= Gesangsszene =

Composition by Karl Amadeus Hartmann

Gesangsszene (Song Scene) is the final composition of German composer Karl Amadeus Hartmann. It sets in translation part of Jean Giraudoux's drama Sodome et Gomorrhe (Sodom and Gomorrah) for baritone and orchestra, with some of the text spoken; the final strophe, left uncomposed at Hartmann's death in 1963, is entirely spoken and unaccompanied. A performance lasts around 25 minutes.

Begun in 1962, in the early stages of the Cold War, in the apocalyptic vision of Giraudoux's setting, it reflects Hartmann's ongoing concerns with the folly of empire-building. Hartmann had resisted the Nazi regime in the 1930s and 1940s and had witnessed the development of other, violent successors, so his use of Giraudoux's text suggests an ongoing folly, that the constructors of empire never learn.

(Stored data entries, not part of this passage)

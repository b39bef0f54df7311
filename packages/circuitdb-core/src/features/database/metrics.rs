//! Prometheus metrics for the database session

use prometheus::{
    register_histogram_with_registry, register_int_counter_with_registry,
    register_int_gauge_with_registry, Histogram, HistogramOpts, IntCounter, IntGauge, Opts,
    Registry,
};

use crate::errors::Result;

#[derive(Clone)]
pub struct DatabaseMetrics {
    pub commits: IntCounter,
    pub noop_commits: IntCounter,
    pub rejected_commits: IntCounter,
    pub memo_builds: IntCounter,
    pub undos: IntCounter,
    pub redos: IntCounter,
    pub undo_depth: IntGauge,
    pub commit_latency: Histogram,
}

impl DatabaseMetrics {
    pub fn new(registry: &Registry) -> Result<Self> {
        Ok(Self {
            commits: register_int_counter_with_registry!(
                Opts::new("circuitdb_commits_total", "Published design snapshots"),
                registry
            )?,
            noop_commits: register_int_counter_with_registry!(
                Opts::new(
                    "circuitdb_noop_commits_total",
                    "Commits that changed nothing"
                ),
                registry
            )?,
            rejected_commits: register_int_counter_with_registry!(
                Opts::new(
                    "circuitdb_rejected_commits_total",
                    "Commits rejected by validation or the checker"
                ),
                registry
            )?,
            memo_builds: register_int_counter_with_registry!(
                Opts::new(
                    "circuitdb_memo_builds_total",
                    "Memoization tables built eagerly on commit"
                ),
                registry
            )?,
            undos: register_int_counter_with_registry!(
                Opts::new("circuitdb_undos_total", "Undo operations"),
                registry
            )?,
            redos: register_int_counter_with_registry!(
                Opts::new("circuitdb_redos_total", "Redo operations"),
                registry
            )?,
            undo_depth: register_int_gauge_with_registry!(
                Opts::new("circuitdb_undo_depth", "Retained undo frames"),
                registry
            )?,
            commit_latency: register_histogram_with_registry!(
                HistogramOpts::new("circuitdb_commit_seconds", "Commit latency")
                    .buckets(vec![0.0001, 0.001, 0.01, 0.1, 1.0]),
                registry
            )?,
        })
    }
}

#[cfg(test)]
mod tests {
    use super::*;

    #[test]
    fn test_register_once_per_registry() {
        let registry = Registry::new();
        let metrics = DatabaseMetrics::new(&registry).unwrap();
        metrics.commits.inc();
        assert_eq!(metrics.commits.get(), 1);

        // same names on the same registry collide
        assert!(DatabaseMetrics::new(&registry).is_err());
        assert!(DatabaseMetrics::new(&Registry::new()).is_ok());
    }
}
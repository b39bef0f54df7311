//! Common test utilities for circuitdb-core
//!
//! Shared fixtures, builders and assertions for integration tests.

#![allow(dead_code, unused_imports)]

mod assertions;
mod builders;
mod fixtures;

pub use assertions::*;
pub use builders::*;
pub use fixtures::*;
//! File-backed snapshot store
//!
//! One `<name>.cdb` file per snapshot under a root directory. Saves go to a
//! sibling temp file first and are renamed into place, so a crash leaves
//! either the old or the new snapshot on disk.

use std::fs;
use std::io::{self, Write};
use std::path::{Path, PathBuf};
use std::sync::Arc;

use circuitdb_core::{CellBackup, IdManager, TechPool};
use tracing::{debug, info};

use super::{SnapshotReader, SnapshotWriter};
use crate::domain::SnapshotStore;
use crate::error::{Result, StorageError};

const EXTENSION: &str = "cdb";
const TEMP_EXTENSION: &str = "cdb.tmp";

/// Snapshot store over a directory of `.cdb` files
pub struct FileSnapshotStore {
    root: PathBuf,
    ids: Arc<IdManager>,
    tech_pool: Arc<TechPool>,
}

impl FileSnapshotStore {
    /// Open (creating if needed) the store rooted at `root`
    pub fn new(root: impl Into<PathBuf>, ids: Arc<IdManager>, tech_pool: Arc<TechPool>) -> Result<Self> {
        let root = root.into();
        fs::create_dir_all(&root)?;
        info!("Opened snapshot store at {}", root.display());
        Ok(Self {
            root,
            ids,
            tech_pool,
        })
    }

    pub fn root(&self) -> &Path {
        &self.root
    }

    fn path_for(&self, name: &str) -> Result<PathBuf> {
        let valid = !name.is_empty()
            && !name.starts_with('.')
            && !name.contains(['/', '\\'])
            && !name.chars().any(|c| c.is_control());
        if !valid {
            return Err(StorageError::validation(format!(
                "invalid snapshot name {:?}",
                name
            )));
        }
        Ok(self.root.join(format!("{}.{}", name, EXTENSION)))
    }
}

fn write_atomic(path: &Path, bytes: &[u8]) -> Result<()> {
    let tmp = path.with_extension(TEMP_EXTENSION);
    let result = (|| -> io::Result<()> {
        let mut file = fs::File::create(&tmp)?;
        file.write_all(bytes)?;
        file.sync_all()?;
        fs::rename(&tmp, path)
    })();
    if let Err(e) = result {
        let _ = fs::remove_file(&tmp);
        return Err(StorageError::io(format!("failed to write {}", path.display())).with_source(e));
    }
    Ok(())
}

impl SnapshotStore for FileSnapshotStore {
    fn save(&self, name: &str, backup: &CellBackup) -> Result<()> {
        let path = self.path_for(name)?;
        let bytes = SnapshotWriter::new(&self.ids).to_bytes(backup)?;
        write_atomic(&path, &bytes)?;
        info!(
            "Saved snapshot {} ({}, revision {}, {} bytes)",
            name,
            backup.cell_id().key(),
            backup.revision(),
            bytes.len()
        );
        Ok(())
    }

    fn load(&self, name: &str) -> Result<Arc<CellBackup>> {
        let path = self.path_for(name)?;
        let bytes = fs::read(&path).map_err(|e| {
            if e.kind() == io::ErrorKind::NotFound {
                StorageError::io(format!("no snapshot named {:?}", name)).with_source(e)
            } else {
                StorageError::from(e)
            }
        })?;
        let backup = SnapshotReader::new(&self.ids, Arc::clone(&self.tech_pool)).from_bytes(&bytes)?;
        debug!("Loaded snapshot {} from {}", name, path.display());
        Ok(backup)
    }

    fn exists(&self, name: &str) -> Result<bool> {
        Ok(self.path_for(name)?.is_file())
    }

    fn list(&self) -> Result<Vec<String>> {
        let mut names = Vec::new();
        for entry in fs::read_dir(&self.root)? {
            let path = entry?.path();
            if path.extension().and_then(|e| e.to_str()) != Some(EXTENSION) {
                continue;
            }
            if let Some(stem) = path.file_stem().and_then(|s| s.to_str()) {
                names.push(stem.to_string());
            }
        }
        names.sort();
        Ok(names)
    }

    fn delete(&self, name: &str) -> Result<bool> {
        let path = self.path_for(name)?;
        match fs::remove_file(&path) {
            Ok(()) => {
                info!("Deleted snapshot {}", name);
                Ok(true)
            }
            Err(e) if e.kind() == io::ErrorKind::NotFound => Ok(false),
            Err(e) => Err(e.into()),
        }
    }
}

Gesangsszene was premiered in Frankfurt on 12 November 1964 by Dietrich Fischer-Dieskau, for whom it had been written, and the orchestra of the Hessischer Rundfunk under Dean Dixon. Neglected for several years thereafter, the work has recently become more established in the repertoire, with baritones such as Matthias Goerne and Christian Gerhaher championing its cause.